Since ${\lambda }^{(g)}$ is known in the iterative process, $P(O|{\lambda }^{(g)})$ can be regarded as a constant and introduced into Equation (1) to convert $P(Q|O,{\lambda }^{(g)})$ into a joint distribution to simplify the calculation as shown in Equation (2).

$$\begin{array}{cc}\hfill {\lambda }^{(g+1)}& =arg\underset{\lambda }{max}{\int }_{Q}logP(O,Q|\lambda )P(Q|O,{\lambda }^{(g)})P(O|{\lambda }^{(g)})dQ\hfill \\ \hfill & =arg\underset{\lambda }{max}{\int }_{Q}logP(O,Q|\lambda )P(Q,O|{\lambda }^{(g)})dQ\hfill \end{array}$$

(2)

<3>

Use the properties of discrete variable probability distribution integrals to expand Equation (2) as shown in Equation (3).

$$\begin{array}{cc}\hfill {\lambda }^{(g+1)}& =arg\underset{\lambda }{max}\sum _{q_1=1}^N\sum _{q_2=1}^N\cdots \sum _{q_T=1}^{N}logP(O,Q|\lambda )P(Q,O|{\lambda }^{(g)})\hfill \end{array}$$

(3)

<4>

Decompose $P(O,Q|\lambda )$ as shown in Equation (4). $a_{i,j}$ is an element of matrix A, which represents the hidden state transition probability. $b_i(j)$ is an element of matrix B, which represents the probability that the hidden state produces the observed state.

$$\begin{array}{cc}\hfill logP(O,Q|\lambda )& =log{\pi }_{q_1}\prod _{t=2}^{T}P(q_t|q_{t-1})\prod _{t=2}^{T}P(o_t|q_t)\hfill \\ \hfill & =log{\pi }_{q_1}+\sum _{t=2}^{T}logP(q_t|q_{t-1})+\sum _{t=2}^{T}logP(o_t|q_t)\hfill \\ \hfill & =log{\pi }_{q_1}+\sum _{t=2}^{T}log{a}_{i,j}+\sum _{t=2}^{T}log{b}_i(j)\hfill \end{array}$$

(4)

<5>

Bring Equation (4) into Equation (3), and we find Equation (5).

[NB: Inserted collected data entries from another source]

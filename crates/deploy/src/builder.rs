//! Builder module for creating a [`Deployer`] configuration.
//!
//! Handles deployment-name generation, output directory creation, and
//! defaulting of tags and artifact paths.

use std::path::PathBuf;

use anyhow::{Context, Result};

use crate::deployer::{DeployTag, Deployer};

/// Specifies how the output data directory should be created.
#[derive(Debug, Clone)]
pub enum OutDataPath {
    /// Use a temporary directory that will be cleaned up.
    TempDir,
    /// Use a specific path.
    Path(PathBuf),
}

/// Builder for creating a [`Deployer`] configuration.
///
/// # Example
///
/// ```no_run
/// use rafup_deploy::DeployerBuilder;
///
/// # fn example() -> anyhow::Result<()> {
/// let deployer = DeployerBuilder::new(31337)
///     .rpc_url("http://127.0.0.1:8545")
///     .network_name("my-raffle")
///     .build()?;
/// # Ok(())
/// # }
/// ```
#[derive(Debug, Clone)]
pub struct DeployerBuilder {
    /// The target chain ID (required).
    chain_id: u64,
    /// The RPC endpoint (required before build).
    rpc_url: Option<String>,
    /// The deployment name (optional, generated if not provided).
    network_name: Option<String>,
    /// The output data path specification.
    outdata: Option<OutDataPath>,
    /// Directory holding compiled contract artifacts.
    artifacts_dir: Option<PathBuf>,
    /// Deployment tags.
    tags: Vec<DeployTag>,
    /// Whether explorer verification is attempted on live networks.
    verify: bool,
    /// Override for the VRF subscription ID.
    subscription_id: Option<u64>,
    /// Override for block confirmations.
    confirmations: Option<u64>,
}

impl DeployerBuilder {
    /// Create a new [`DeployerBuilder`] for a chain ID.
    pub fn new(chain_id: u64) -> Self {
        Self {
            chain_id,
            rpc_url: None,
            network_name: None,
            outdata: None,
            artifacts_dir: None,
            tags: vec![DeployTag::All],
            verify: true,
            subscription_id: None,
            confirmations: None,
        }
    }

    /// Set the JSON-RPC endpoint used for the deployment.
    pub fn rpc_url(mut self, url: impl Into<String>) -> Self {
        self.rpc_url = Some(url.into());
        self
    }

    /// Set the deployment name.
    ///
    /// If not set, a memorable two-word name is generated
    /// (e.g. `rafup-happy-turtle`).
    pub fn network_name(mut self, name: impl Into<String>) -> Self {
        self.network_name = Some(name.into());
        self
    }

    /// Set the output data directory.
    ///
    /// If not set, defaults to `./data-<deployment-name>`.
    pub fn outdata(mut self, outdata: OutDataPath) -> Self {
        self.outdata = Some(outdata);
        self
    }

    /// Set the artifacts directory. Defaults to `./artifacts`.
    pub fn artifacts_dir(mut self, path: impl Into<PathBuf>) -> Self {
        self.artifacts_dir = Some(path.into());
        self
    }

    /// Set the deployment tags. An empty selection is replaced by `all`.
    pub fn tags(mut self, tags: Vec<DeployTag>) -> Self {
        self.tags = if tags.is_empty() {
            vec![DeployTag::All]
        } else {
            tags
        };
        self
    }

    /// Enable or disable explorer verification on live networks.
    pub fn verify(mut self, verify: bool) -> Self {
        self.verify = verify;
        self
    }

    /// Override the VRF subscription ID.
    pub fn subscription_id(mut self, subscription_id: Option<u64>) -> Self {
        self.subscription_id = subscription_id;
        self
    }

    /// Override the number of block confirmations to wait for.
    pub fn confirmations(mut self, confirmations: Option<u64>) -> Self {
        self.confirmations = confirmations;
        self
    }

    /// Build the [`Deployer`] configuration.
    ///
    /// Generates a deployment name if none was provided, then creates and
    /// canonicalizes the output data directory.
    pub fn build(self) -> Result<Deployer> {
        let rpc_url = self
            .rpc_url
            .context("An RPC endpoint is required to build a deployer")?;
        url::Url::parse(&rpc_url)
            .with_context(|| format!("Invalid RPC endpoint URL: {}", rpc_url))?;

        let network_name = self.network_name.unwrap_or_else(|| {
            let name = names::Generator::default()
                .next()
                .unwrap_or_else(|| "unknown-raffle".to_string());
            format!("rafup-{}", name)
        });

        let outdata_path = match self.outdata {
            None => PathBuf::from(format!("data-{}", network_name)),
            Some(OutDataPath::TempDir) => {
                let temp_dir = tempdir::TempDir::new("data-rafup-")
                    .context("Failed to create temporary directory")?;
                // into_path keeps the directory alive past this scope.
                temp_dir.into_path()
            }
            Some(OutDataPath::Path(path)) => path,
        };

        if !outdata_path.try_exists().with_context(|| {
            format!(
                "Failed to check if output data directory exists at {}. Ensure you have permissions to the directory.",
                outdata_path.display()
            )
        })? {
            std::fs::create_dir_all(&outdata_path)
                .context("Failed to create output data directory")?;
        }

        let outdata = outdata_path
            .canonicalize()
            .context("Failed to canonicalize output data directory path")?;

        tracing::info!(
            network_name,
            chain_id = self.chain_id,
            outdata = %outdata.display(),
            "Building raffle deployer configuration..."
        );

        Ok(Deployer {
            chain_id: self.chain_id,
            network_name,
            rpc_url,
            outdata,
            artifacts_dir: self.artifacts_dir.unwrap_or_else(|| PathBuf::from("artifacts")),
            tags: self.tags,
            verify: self.verify,
            subscription_id: self.subscription_id,
            confirmations: self.confirmations,
        })
    }
}
//! Main deployer that orchestrates the raffle deployment end to end.

use std::path::PathBuf;

use alloy_signer_local::PrivateKeySigner;
use anyhow::{Context, Result};
use comfy_table::Table;
use serde::{Deserialize, Serialize};

use crate::artifact::Artifact;
use crate::eth::EthClient;
use crate::network::NetworkConfig;
use crate::record::DeploymentRecord;
use crate::steps::{StepOutcome, mocks, raffle};
use crate::verify::EtherscanVerifier;

/// The default name for the rafup configuration file.
pub const RAFUP_CONF_FILENAME: &str = "Rafup.toml";

/// A deployment tag selecting which steps to run.
#[derive(
    Debug,
    Clone,
    Copy,
    PartialEq,
    Eq,
    Serialize,
    Deserialize,
    strum::Display,
    strum::EnumString,
)]
#[strum(serialize_all = "kebab-case")]
#[serde(rename_all = "kebab-case")]
pub enum DeployTag {
    /// Run every step.
    All,
    /// Mock VRF infrastructure (development chains only).
    Mocks,
    /// The Raffle contract itself.
    Raffle,
}

/// Returns true if a step tagged `step` should run under `tags`.
fn tag_selected(tags: &[DeployTag], step: DeployTag) -> bool {
    tags.iter()
        .any(|tag| *tag == DeployTag::All || *tag == step)
}

/// Per-run options that never belong in the serialized configuration:
/// redeploy forcing and secret material.
#[derive(Default)]
pub struct DeployOptions {
    /// Redeploy contracts even when a matching record exists.
    pub redeploy: bool,
    /// Local signer. Required on live networks; optional on development
    /// chains, where the node's unlocked accounts are used instead.
    pub signer: Option<PrivateKeySigner>,
    /// Etherscan API key enabling explorer verification.
    pub etherscan_api_key: Option<String>,
}

/// Main deployer for the raffle contracts.
///
/// Contains all the configuration needed to run a deployment and can be
/// serialized to/from TOML format (`Rafup.toml`).
#[derive(Debug, Clone, PartialEq, Eq, Serialize, Deserialize)]
pub struct Deployer {
    /// The target chain ID.
    pub chain_id: u64,
    /// A name for this deployment, used in log output.
    pub network_name: String,
    /// The JSON-RPC endpoint to deploy through.
    pub rpc_url: String,
    /// Path to the output data directory (records, saved config).
    pub outdata: PathBuf,
    /// Directory holding the compiled contract artifacts.
    pub artifacts_dir: PathBuf,
    /// Deployment tags selecting which steps run.
    pub tags: Vec<DeployTag>,
    /// Attempt explorer verification on live networks.
    pub verify: bool,
    /// Override for the VRF subscription ID (live networks).
    #[serde(default, skip_serializing_if = "Option::is_none")]
    pub subscription_id: Option<u64>,
    /// Override for the number of block confirmations to wait.
    #[serde(default, skip_serializing_if = "Option::is_none")]
    pub confirmations: Option<u64>,
}

impl Deployer {
    /// Save the configuration to a TOML file.
    pub fn save_to_file(&self, path: &PathBuf) -> Result<()> {
        let content =
            toml::to_string_pretty(self).context("Failed to serialize deployer config to TOML")?;
        std::fs::write(path, content)
            .with_context(|| format!("Failed to write config to {}", path.display()))?;
        tracing::info!(path = %path.display(), "Configuration saved");
        Ok(())
    }

    /// Load the configuration from a TOML file (or a directory containing a
    /// `Rafup.toml`).
    pub fn load_from_file(path: &PathBuf) -> Result<Self> {
        if !path.exists() {
            anyhow::bail!(
                "Configuration file or directory not found: {}",
                path.display()
            );
        }

        let config_path = if path.is_dir() {
            path.join(RAFUP_CONF_FILENAME)
        } else {
            path.to_path_buf()
        };

        let content = std::fs::read_to_string(&config_path)
            .with_context(|| format!("Failed to read config from {}", config_path.display()))?;
        let config: Self =
            toml::from_str(&content).context("Failed to parse config file as TOML")?;
        tracing::info!(path = %config_path.display(), "Configuration loaded");
        Ok(config)
    }

    /// Save the configuration to the default location (`Rafup.toml` in
    /// outdata).
    pub fn save_config(&self) -> Result<PathBuf> {
        let config_path = self.outdata.join(RAFUP_CONF_FILENAME);
        self.save_to_file(&config_path)?;
        Ok(config_path)
    }

    /// The network parameter set for the configured chain, with the
    /// per-deployment overrides applied.
    pub fn network(&self) -> Result<NetworkConfig> {
        let mut net = NetworkConfig::from_chain_id(self.chain_id).with_context(|| {
            format!(
                "Chain {} is not in the supported network table",
                self.chain_id
            )
        })?;
        if let Some(sub_id) = self.subscription_id {
            net.subscription_id = Some(sub_id);
        }
        if let Some(confirmations) = self.confirmations {
            net.block_confirmations = confirmations;
        }
        Ok(net)
    }

    /// Run the deployment.
    pub async fn deploy(self, opts: DeployOptions) -> Result<()> {
        let net = self.network()?;

        tracing::info!(
            network = net.name,
            chain_id = self.chain_id,
            rpc_url = %self.rpc_url,
            tags = ?self.tags,
            "Starting deployment process..."
        );

        if !net.is_development() && opts.signer.is_none() {
            anyhow::bail!(
                "Deploying to the live network '{}' requires a private key or mnemonic",
                net.name
            );
        }

        let eth = EthClient::connect(&self.rpc_url, self.chain_id, opts.signer)
            .await
            .context("Failed to connect to the RPC endpoint")?;
        let from = eth.deployer_address().await?;

        tracing::info!(deployer = %format!("{:#x}", from), "Deployer account resolved");

        // Resolve the VRF coordinator and subscription, mocking on
        // development chains.
        let (coordinator, subscription_id, mock_outcome) = if net.is_development() {
            if tag_selected(&self.tags, DeployTag::Mocks) {
                let setup = mocks::run(
                    &eth,
                    from,
                    &self.artifacts_dir,
                    &self.outdata,
                    &net,
                    opts.redeploy,
                )
                .await?;
                (setup.coordinator, setup.subscription_id, Some(setup.outcome))
            } else {
                // The mocks step was excluded by tags: fall back to the
                // recorded coordinator from an earlier run.
                let record = DeploymentRecord::load(
                    &self.outdata,
                    net.name,
                    mocks::MOCK_COORDINATOR_CONTRACT,
                )?
                .context(
                    "Mocks step excluded by tags but no mock coordinator record exists; \
                     run with --tags mocks first",
                )?;
                let coordinator = record
                    .address
                    .parse()
                    .context("Recorded coordinator address is invalid")?;
                let sub_id = net
                    .subscription_id
                    .context("Mocks step excluded; provide --subscription-id explicitly")?;
                (coordinator, sub_id, None)
            }
        } else {
            let coordinator = net
                .vrf_coordinator
                .context("Network table has no VRF coordinator for this chain")?;
            let sub_id = net.subscription_id.with_context(|| {
                format!(
                    "No VRF subscription ID configured for {}; pass --subscription-id \
                     or set subscription_id in Rafup.toml",
                    net.name
                )
            })?;
            (coordinator, sub_id, None)
        };

        // Deploy the raffle itself.
        let raffle = if tag_selected(&self.tags, DeployTag::Raffle) {
            let deployment = raffle::run(
                &eth,
                from,
                &self.artifacts_dir,
                &self.outdata,
                &net,
                coordinator,
                subscription_id,
                opts.redeploy,
            )
            .await?;

            // On development chains the raffle must be allowed to spend the
            // mock subscription.
            if net.is_development() {
                mocks::add_consumer(
                    &eth,
                    from,
                    coordinator,
                    subscription_id,
                    deployment.address,
                    &net,
                )
                .await?;
            }

            Some(deployment)
        } else {
            None
        };

        self.print_summary(mock_outcome.as_ref(), raffle.as_ref().map(|r| &r.outcome));

        // Explorer verification: live networks with an API key only.
        if let Some(ref deployment) = raffle {
            if !net.is_development() && self.verify {
                match opts.etherscan_api_key {
                    Some(ref api_key) => {
                        self.verify_raffle(deployment, api_key).await;
                    }
                    None => {
                        tracing::info!(
                            "Skipping verification: no Etherscan API key provided"
                        );
                    }
                }
            }
        }

        tracing::info!("Deployment complete!");
        Ok(())
    }

    /// Attempt verification; a failure is logged but does not fail the run,
    /// since the deployment itself already succeeded.
    async fn verify_raffle(&self, deployment: &raffle::RaffleDeployment, api_key: &str) {
        let result = async {
            let artifact = Artifact::load(&self.artifacts_dir, raffle::RAFFLE_CONTRACT)?;
            let verifier = EtherscanVerifier::for_chain(self.chain_id, api_key)?;
            verifier
                .verify(
                    &deployment.outcome.record.address,
                    &artifact,
                    &deployment.constructor_args,
                )
                .await
        }
        .await;

        if let Err(e) = result {
            tracing::error!(error = %e, "Etherscan verification failed");
        }
    }

    fn print_summary(&self, mock: Option<&StepOutcome>, raffle: Option<&StepOutcome>) {
        let mut table = Table::new();
        table.set_header(vec!["Contract", "Address", "Block", "Status"]);

        for outcome in [mock, raffle].into_iter().flatten() {
            table.add_row(vec![
                outcome.record.contract_name.clone(),
                outcome.record.address.clone(),
                outcome.record.block_number.to_string(),
                if outcome.reused { "reused" } else { "deployed" }.to_string(),
            ]);
        }

        tracing::info!("Deployment summary:\n{table}");
    }
}

#[cfg(test)]
mod tests {
    use super::*;
    use tempdir::TempDir;

    fn sample_deployer(outdata: PathBuf) -> Deployer {
        Deployer {
            chain_id: 31337,
            network_name: "rafup-local".to_string(),
            rpc_url: "http://127.0.0.1:8545".to_string(),
            outdata,
            artifacts_dir: PathBuf::from("artifacts"),
            tags: vec![DeployTag::All],
            verify: false,
            subscription_id: None,
            confirmations: None,
        }
    }

    #[test]
    fn test_tag_selection() {
        assert!(tag_selected(&[DeployTag::All], DeployTag::Mocks));
        assert!(tag_selected(&[DeployTag::All], DeployTag::Raffle));
        assert!(tag_selected(&[DeployTag::Mocks], DeployTag::Mocks));
        assert!(!tag_selected(&[DeployTag::Mocks], DeployTag::Raffle));
        assert!(tag_selected(
            &[DeployTag::Mocks, DeployTag::Raffle],
            DeployTag::Raffle
        ));
        assert!(!tag_selected(&[], DeployTag::Raffle));
    }

    #[test]
    fn test_tag_parsing() {
        assert_eq!("all".parse::<DeployTag>().unwrap(), DeployTag::All);
        assert_eq!("mocks".parse::<DeployTag>().unwrap(), DeployTag::Mocks);
        assert_eq!("raffle".parse::<DeployTag>().unwrap(), DeployTag::Raffle);
        assert!("unknown".parse::<DeployTag>().is_err());
    }

    #[test]
    fn test_config_save_and_load_round_trip() {
        let dir = TempDir::new("deployer-test").unwrap();
        let deployer = sample_deployer(dir.path().to_path_buf());

        let config_path = deployer.save_config().unwrap();
        assert!(config_path.ends_with(RAFUP_CONF_FILENAME));

        let loaded = Deployer::load_from_file(&config_path).unwrap();
        assert_eq!(deployer, loaded);

        // Loading via the directory also works.
        let loaded = Deployer::load_from_file(&dir.path().to_path_buf()).unwrap();
        assert_eq!(deployer, loaded);
    }

    #[test]
    fn test_load_missing_config_is_an_error() {
        let missing = PathBuf::from("/nonexistent/rafup/config");
        assert!(Deployer::load_from_file(&missing).is_err());
    }

    #[test]
    fn test_network_applies_overrides() {
        let dir = TempDir::new("deployer-test").unwrap();
        let mut deployer = sample_deployer(dir.path().to_path_buf());
        deployer.chain_id = 11155111;
        deployer.subscription_id = Some(777);
        deployer.confirmations = Some(3);

        let net = deployer.network().unwrap();
        assert_eq!(net.subscription_id, Some(777));
        assert_eq!(net.block_confirmations, 3);
        assert_eq!(net.name, "sepolia");
    }

    #[test]
    fn test_live_network_has_no_default_subscription() {
        let dir = TempDir::new("deployer-test").unwrap();
        let mut deployer = sample_deployer(dir.path().to_path_buf());
        deployer.chain_id = 11155111;

        // Without an explicit override the resolved parameters carry no
        // subscription, so the deploy-time guard refuses to wire the raffle
        // to a subscription the deployer does not own.
        let net = deployer.network().unwrap();
        assert!(net.subscription_id.is_none());

        deployer.subscription_id = Some(777);
        assert_eq!(deployer.network().unwrap().subscription_id, Some(777));
    }

    #[test]
    fn test_network_rejects_unsupported_chain() {
        let dir = TempDir::new("deployer-test").unwrap();
        let mut deployer = sample_deployer(dir.path().to_path_buf());
        deployer.chain_id = 4242;
        assert!(deployer.network().is_err());
    }
}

$$\begin{array}{cc}\hfill {\lambda }^{(g+1)}=arg\underset{\lambda }{max}\sum _{q_1=1}^N\sum _{q_2=1}^N\cdots \sum _{q_T=1}^N[log{\pi }_{q_1}+\sum _{t=2}^{T}log{a}_{i,j}+& \\ \hfill \sum _{t=2}^{T}log{b}_i(j)]P(Q,O|{\lambda }^{(g)})\end{array}$$

(5)

<6>

Solve for each parameter separately using the Lagrange multiplier method. The results are shown in Equations (6)–(8).

$$\begin{array}{cc}\hfill {\pi }_i& =\frac{P(q_1=i,O|{\lambda }^{(g)})}{{\sum }_{i=1}^{N}P(q_1=i,O|{\lambda }^{(g)})}\hfill \end{array}$$

(6)

$$\begin{array}{cc}\hfill a_{i,j}& =\frac{{\sum }_{t=1}^{T}P(q_{t-1}=i,q_t=j,O|{\lambda }^{(g)})}{{\sum }_{t=1}^{T}P(q_{t-1}=i,O|{\lambda }^{(g)})}\hfill \end{array}$$

(7)

$$\begin{array}{cc}\hfill b_i(j)& =\frac{{\sum }_{t=1}^{T}P(q_t=i,o_t=j|{\lambda }^{(g)})}{{\sum }_{j=1}^M{\sum }_{t=1}^{T}P(q_t=i,o_t=j|{\lambda }^{(g)})}\hfill \end{array}$$

(8)

The Baum–Welch algorithm uses the result of the final derivation of the formula to train the HMM parameters until the model converges, where ${\lambda }^{(0)}$ uses randomized initial values or average initial values.

3. Multi-Step Attack Detection

This section provides a detailed description of the proposed MSA detection scheme. First, a formal representation of the MSA model is given. Then, the training and detection process is described. Next, the pre-training method of the detection model parameters is described in detail. Finally, the online detection method is given.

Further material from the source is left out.